Silas moves between me and Monica again, deftly getting me out the door and into the hallway, zigging and zagging down turns until we’re in front of a plain door. He knocks.

  The door opens.

  A short man with thinning grey hair answers, wearing a doctor’s lab coat, holding a small electronic device in his hand about the size of an iPad mini. He opens the door further and looks at me, one eyebrow going up. Dark brown rheumy eyes take me in. He has no eyelashes, and the whites of his eyes are tinged yellow.

  “Jane Borokov, I assume?”

  “Are you searching someone else for implants today?” I ask, looking at the clock pointedly. It’s late. Then again, when you work for whatever agency this doctor is with, time ceases to matter.
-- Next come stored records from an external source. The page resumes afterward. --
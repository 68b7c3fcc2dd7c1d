//! Secrets stage
//!
//! Generates the cluster PKI once and never again. A record whose material
//! exists is up to date for as long as the fields it was generated for
//! (`node`, `talosVersion`) are unchanged; changing them after generation is
//! reported as a conflict instead of silently rotating the cluster's trust
//! roots. Deletion policy and connection secret target may change freely.

use std::collections::BTreeMap;

use async_trait::async_trait;
use base64::Engine;
use base64::engine::general_purpose::STANDARD;
use chrono::Utc;
use crds::{ClientConfiguration, Secrets, SecretsSpec, SecretsStatus};
use kube::ResourceExt;
use serde::Serialize;
use tracing::info;

use crate::error::ControllerError;
use crate::machinery::MachineSecrets;
use crate::machinery::document::digest;
use crate::managed::{Observation, Stage, StageKind};
use crate::store::ConnectionDetails;

/// Generates and holds a cluster's secrets bundle
#[derive(Debug, Clone, Copy, Default)]
pub struct SecretsStage;

#[async_trait]
impl Stage for SecretsStage {
    type Resource = Secrets;
    type Status = SecretsStatus;
    type Connection = ();

    const KIND: StageKind = StageKind::Secrets;

    async fn connect(&self, _resource: &Secrets) -> Result<(), ControllerError> {
        Ok(())
    }

    async fn observe(&self, _: &(), resource: &Secrets, status: &mut SecretsStatus) -> Result<Observation, ControllerError> {
        if !status.is_generated() {
            return Ok(Observation::absent());
        }
        let current = input_digest(&resource.spec);
        if status.input_hash.as_deref().is_some_and(|hash| hash != current) {
            return Ok(Observation::stale());
        }
        Ok(Observation::up_to_date().with_details(connection_details(resource, status)?))
    }

    async fn create(
        &self,
        _: &(),
        resource: &Secrets,
        status: &mut SecretsStatus,
    ) -> Result<Option<ConnectionDetails>, ControllerError> {
        let secrets = MachineSecrets::generate()?;
        status.client_configuration = Some(secrets.admin_client()?);
        status.machine_secrets = Some(secrets.to_data()?);
        status.generated_time = Some(Utc::now());
        status.input_hash = Some(input_digest(&resource.spec));
        info!("Generated cluster secrets for {}", resource.name_any());
        Ok(Some(connection_details(resource, status)?))
    }

    async fn update(
        &self,
        _: &(),
        resource: &Secrets,
        _status: &mut SecretsStatus,
    ) -> Result<Option<ConnectionDetails>, ControllerError> {
        Err(ControllerError::Conflict(format!(
            "secrets {} are immutable once generated; delete and recreate the record to rotate them",
            resource.name_any()
        )))
    }

    async fn delete(&self, _: &(), resource: &Secrets, status: &mut SecretsStatus) -> Result<(), ControllerError> {
        status.machine_secrets = None;
        status.client_configuration = None;
        status.generated_time = None;
        status.input_hash = None;
        info!("Discarded cluster secrets of {}", resource.name_any());
        Ok(())
    }
}

/// Digest of the spec fields that shape the generated material
fn input_digest(spec: &SecretsSpec) -> String {
    digest(&format!(
        "node={}\ntalosVersion={}\n",
        spec.node.as_deref().unwrap_or_default(),
        spec.talos_version.as_deref().unwrap_or_default()
    ))
}

fn connection_details(resource: &Secrets, status: &SecretsStatus) -> Result<ConnectionDetails, ControllerError> {
    let Some(client) = &status.client_configuration else {
        return Ok(ConnectionDetails::new());
    };
    let endpoints: Vec<String> = resource.spec.node.iter().cloned().collect();
    let talosconfig = talosconfig(&resource.name_any(), &endpoints, client)?;
    Ok(BTreeMap::from([
        ("ca_certificate".to_string(), client.ca_certificate.clone().into_bytes()),
        ("client_certificate".to_string(), client.client_certificate.clone().into_bytes()),
        ("client_key".to_string(), client.client_key.clone().into_bytes()),
        ("talos_config".to_string(), talosconfig.into_bytes()),
    ]))
}

#[derive(Serialize)]
struct TalosConfig<'a> {
    context: &'a str,
    contexts: BTreeMap<&'a str, TalosContext<'a>>,
}

#[derive(Serialize)]
struct TalosContext<'a> {
    endpoints: &'a [String],
    nodes: &'a [String],
    ca: String,
    crt: String,
    key: String,
}

/// A talosctl client configuration for `client`
pub fn talosconfig(context: &str, endpoints: &[String], client: &ClientConfiguration) -> Result<String, ControllerError> {
    let config = TalosConfig {
        context,
        contexts: BTreeMap::from([(
            context,
            TalosContext {
                endpoints,
                nodes: endpoints,
                ca: STANDARD.encode(&client.ca_certificate),
                crt: STANDARD.encode(&client.client_certificate),
                key: STANDARD.encode(&client.client_key),
            },
        )]),
    };
    Ok(serde_yaml::to_string(&config)?)
}
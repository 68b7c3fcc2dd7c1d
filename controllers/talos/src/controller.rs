//! Main controller implementation.
//!
//! `Controller` wires the Kubernetes client, the machine API connector, the
//! metrics endpoint and one watcher per provisioning kind:
//! - Secrets: cluster PKI
//! - Configuration: rendered machine configuration
//! - ConfigurationApply: configuration pushed to a node
//! - Bootstrap: one-time etcd bootstrap
//! - Kubeconfig: admin kubeconfig retrieval

use std::sync::Arc;
use std::sync::atomic::{AtomicBool, Ordering};

use kube::Client;
use talos_client::{MachineConnector, TalosConnector};
use tokio::task::JoinHandle;
use tracing::{error, info};

use crate::config::ControllerConfig;
use crate::error::ControllerError;
use crate::metrics::{self, Metrics};
use crate::reconciler::Reconciler;
use crate::watcher::Watcher;

type WatcherHandle = JoinHandle<Result<(), ControllerError>>;

fn watcher_result(kind: &str, result: Result<Result<(), ControllerError>, tokio::task::JoinError>) -> Result<(), ControllerError> {
    result
        .map_err(|e| ControllerError::Watch(format!("{kind} watcher panicked: {e}")))?
        .map_err(|e| ControllerError::Watch(format!("{kind} watcher error: {e}")))
}

/// Main controller for Talos provisioning.
pub struct Controller {
    secrets_watcher: WatcherHandle,
    configuration_watcher: WatcherHandle,
    configuration_apply_watcher: WatcherHandle,
    bootstrap_watcher: WatcherHandle,
    kubeconfig_watcher: WatcherHandle,
    metrics_server: JoinHandle<Result<(), ControllerError>>,
}

impl Controller {
    /// Creates a new controller instance and starts its watchers.
    pub async fn new(config: ControllerConfig) -> Result<Self, ControllerError> {
        info!("Initializing Talos Controller");

        let kube_client = Client::try_default().await?;

        let metrics = Arc::new(
            Metrics::new().map_err(|e| ControllerError::InvalidConfig(format!("metrics registry: {e}")))?,
        );
        let ready = Arc::new(AtomicBool::new(false));
        let metrics_server = tokio::spawn(metrics::serve(
            config.metrics_addr,
            Arc::clone(&metrics),
            Arc::clone(&ready),
        ));

        let connector: Arc<dyn MachineConnector> = Arc::new(TalosConnector::new(config.rpc_timeout));
        let reconciler = Arc::new(Reconciler::new(kube_client.clone(), &config, connector, metrics));
        let watcher = Arc::new(Watcher::new(reconciler, kube_client, &config));

        let secrets_watcher = {
            let watcher = Arc::clone(&watcher);
            tokio::spawn(async move { watcher.watch_secrets().await })
        };
        let configuration_watcher = {
            let watcher = Arc::clone(&watcher);
            tokio::spawn(async move { watcher.watch_configurations().await })
        };
        let configuration_apply_watcher = {
            let watcher = Arc::clone(&watcher);
            tokio::spawn(async move { watcher.watch_configuration_applies().await })
        };
        let bootstrap_watcher = {
            let watcher = Arc::clone(&watcher);
            tokio::spawn(async move { watcher.watch_bootstraps().await })
        };
        let kubeconfig_watcher = tokio::spawn(async move { watcher.watch_kubeconfigs().await });

        ready.store(true, Ordering::SeqCst);
        info!("All watchers started");

        Ok(Self {
            secrets_watcher,
            configuration_watcher,
            configuration_apply_watcher,
            bootstrap_watcher,
            kubeconfig_watcher,
            metrics_server,
        })
    }

    /// Runs the controller until shutdown.
    ///
    /// Watchers stop on SIGTERM/SIGINT; the first one to exit ends the run.
    pub async fn run(mut self) -> Result<(), ControllerError> {
        info!("Talos Controller running");

        let result = tokio::select! {
            result = &mut self.secrets_watcher => watcher_result("Secrets", result),
            result = &mut self.configuration_watcher => watcher_result("Configuration", result),
            result = &mut self.configuration_apply_watcher => watcher_result("ConfigurationApply", result),
            result = &mut self.bootstrap_watcher => watcher_result("Bootstrap", result),
            result = &mut self.kubeconfig_watcher => watcher_result("Kubeconfig", result),
            result = &mut self.metrics_server => watcher_result("Metrics server", result),
        };

        if let Err(e) = &result {
            error!("Controller stopping: {}", e);
        }
        self.metrics_server.abort();
        info!("Talos Controller stopped");
        result
    }
}
//! Unit tests for the Secrets stage

#[cfg(test)]
mod tests {
    use crate::error::ControllerError;
    use crate::machinery::MachineSecrets;
    use crate::reconciler::secrets::talosconfig;
    use crate::test_utils::*;
    use crds::{ConditionReason, ConditionStatus, ConditionType, DeletionPolicy, ManagedStatus};
    use kube_runtime::controller::Action;

    fn reason(status: &crds::SecretsStatus, type_: ConditionType) -> Option<ConditionReason> {
        status.resource().condition(type_).map(|c| c.reason)
    }

    #[tokio::test]
    async fn test_generates_once_and_publishes() {
        let harness = Harness::new();
        let mut record = create_test_secrets("cluster");
        record.spec.managed = connection_secret("cluster-talosconfig");
        record.spec.node = Some("10.0.0.9".to_string());
        harness.secrets.insert(record);

        let action = reconcile(&harness.secrets_driver, &harness.secrets, "cluster").await.unwrap();
        assert_eq!(action, Action::requeue(SHORT_REQUEUE));

        let first = harness.secrets.status("cluster");
        assert!(first.is_generated());
        assert!(first.generated_time.is_some());
        assert_eq!(reason(&first, ConditionType::Ready), Some(ConditionReason::Creating));
        assert_eq!(reason(&first, ConditionType::Synced), Some(ConditionReason::ReconcileSuccess));

        let secrets = MachineSecrets::from_data(first.machine_secrets.as_ref().unwrap()).unwrap();
        assert_eq!(
            first.client_configuration.as_ref().unwrap().ca_certificate,
            secrets.trustd.os.crt
        );
        assert_eq!(
            harness.publisher.value("cluster-talosconfig", "ca_certificate").unwrap(),
            secrets.trustd.os.crt
        );
        assert!(
            harness
                .publisher
                .value("cluster-talosconfig", "talos_config")
                .unwrap()
                .contains("10.0.0.9")
        );

        let action = reconcile(&harness.secrets_driver, &harness.secrets, "cluster").await.unwrap();
        assert_eq!(action, Action::requeue(POLL_INTERVAL));
        let second = harness.secrets.status("cluster");
        assert_eq!(second.machine_secrets, first.machine_secrets);
        assert_eq!(second.client_configuration, first.client_configuration);
        assert_eq!(reason(&second, ConditionType::Ready), Some(ConditionReason::Available));
    }

    #[tokio::test]
    async fn test_converged_record_is_not_rewritten() {
        let harness = Harness::new();
        harness.secrets.insert(create_test_secrets("cluster"));

        for _ in 0..5 {
            reconcile(&harness.secrets_driver, &harness.secrets, "cluster").await.unwrap();
        }

        // create, then Ready flips to Available; nothing after that
        assert_eq!(harness.secrets.status_writes(), 2);
    }

    #[tokio::test]
    async fn test_spec_change_after_generation_conflicts() {
        let harness = Harness::new();
        harness.secrets.insert(create_test_secrets("cluster"));
        reconcile(&harness.secrets_driver, &harness.secrets, "cluster").await.unwrap();
        let generated = harness.secrets.status("cluster").machine_secrets;

        let mut changed = harness.secrets.object("cluster");
        changed.spec.talos_version = Some("v1.10.0".to_string());
        changed.metadata.generation = Some(2);
        harness.secrets.insert(changed);

        let err = reconcile(&harness.secrets_driver, &harness.secrets, "cluster").await.unwrap_err();
        assert!(matches!(err, ControllerError::Conflict(_)));
        assert!(err.is_fatal());

        let status = harness.secrets.status("cluster");
        assert_eq!(status.machine_secrets, generated);
        let synced = status.resource().condition(ConditionType::Synced).unwrap();
        assert_eq!(synced.status, ConditionStatus::False);
        assert!(synced.message.as_deref().unwrap().contains("immutable"));

        // Still conflicting on the next pass
        assert!(reconcile(&harness.secrets_driver, &harness.secrets, "cluster").await.is_err());

        // Reverting the version clears the conflict without regenerating
        let mut reverted = harness.secrets.object("cluster");
        reverted.spec.talos_version = None;
        reverted.metadata.generation = Some(3);
        harness.secrets.insert(reverted);
        reconcile(&harness.secrets_driver, &harness.secrets, "cluster").await.unwrap();

        let status = harness.secrets.status("cluster");
        assert_eq!(status.machine_secrets, generated);
        assert_eq!(reason(&status, ConditionType::Synced), Some(ConditionReason::ReconcileSuccess));
        assert_eq!(status.resource().observed_generation, Some(3));
    }

    #[tokio::test]
    async fn test_envelope_change_does_not_conflict() {
        let harness = Harness::new();
        let mut record = create_test_secrets("cluster");
        record.spec.managed = connection_secret("cluster-talosconfig");
        harness.secrets.insert(record);
        reconcile(&harness.secrets_driver, &harness.secrets, "cluster").await.unwrap();
        let generated = harness.secrets.status("cluster").machine_secrets;
        assert_eq!(harness.publisher.publishes(), 1);

        let mut changed = harness.secrets.object("cluster");
        changed.spec.managed = connection_secret("cluster-admin");
        changed.spec.managed.deletion_policy = DeletionPolicy::Orphan;
        changed.metadata.generation = Some(2);
        harness.secrets.insert(changed);

        let action = reconcile(&harness.secrets_driver, &harness.secrets, "cluster").await.unwrap();
        assert_eq!(action, Action::requeue(POLL_INTERVAL));
        assert_eq!(harness.secrets.status("cluster").machine_secrets, generated);
        assert_eq!(harness.publisher.publishes(), 2);
        assert!(harness.publisher.secret("cluster-admin").is_some());
    }

    #[tokio::test]
    async fn test_delete_discards_material() {
        let harness = Harness::new();
        let mut record = create_test_secrets("cluster");
        record.spec.managed = connection_secret("cluster-talosconfig");
        harness.secrets.insert(record);
        reconcile(&harness.secrets_driver, &harness.secrets, "cluster").await.unwrap();
        assert!(harness.publisher.secret("cluster-talosconfig").is_some());

        let action = cleanup(&harness.secrets_driver, &harness.secrets, "cluster").await.unwrap();
        assert_eq!(action, Action::await_change());
        let status = harness.secrets.status("cluster");
        assert!(!status.is_generated());
        assert_eq!(reason(&status, ConditionType::Ready), Some(ConditionReason::Deleting));
        assert!(harness.publisher.secret("cluster-talosconfig").is_none());
    }

    #[tokio::test]
    async fn test_orphan_keeps_material() {
        let harness = Harness::new();
        let mut record = create_test_secrets("cluster");
        record.spec.managed.deletion_policy = DeletionPolicy::Orphan;
        harness.secrets.insert(record);
        reconcile(&harness.secrets_driver, &harness.secrets, "cluster").await.unwrap();

        cleanup(&harness.secrets_driver, &harness.secrets, "cluster").await.unwrap();
        assert!(harness.secrets.status("cluster").is_generated());
    }

    #[test]
    fn test_talosconfig_shape() {
        let admin = crds::ClientConfiguration {
            ca_certificate: "ca".to_string(),
            client_certificate: "crt".to_string(),
            client_key: "key".to_string(),
        };
        let doc = talosconfig("cluster", &["10.0.0.9".to_string()], &admin).unwrap();
        let value: serde_yaml::Value = serde_yaml::from_str(&doc).unwrap();

        assert_eq!(value["context"].as_str(), Some("cluster"));
        let context = &value["contexts"]["cluster"];
        assert_eq!(context["endpoints"][0].as_str(), Some("10.0.0.9"));
        assert_eq!(context["ca"].as_str(), Some("Y2E="));
        assert_eq!(context["key"].as_str(), Some("a2V5"));
    }
}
  “You expect me to say no.” His voice is faintly accented, something from a romance language. I cannot tell whether it’s Spanish, French, Portuguese–who knows. Silas motions for me to enter before him, and in the space between us, the doctor starts to close the door, leaving Silas out.

  “No. I’m staying,” he says, squeezing into the tiny exam room.

  “Absolutely not,” the doctor says.

  “Absolutely yes.” Silas’s body grows the way it does when he’s defending me. “Or she leaves.”

  “This isn’t protocol.”

  “Depends on whose protocol you’re talking about. My orders say I have visual on the client at all times. She’s under death-threat watch.”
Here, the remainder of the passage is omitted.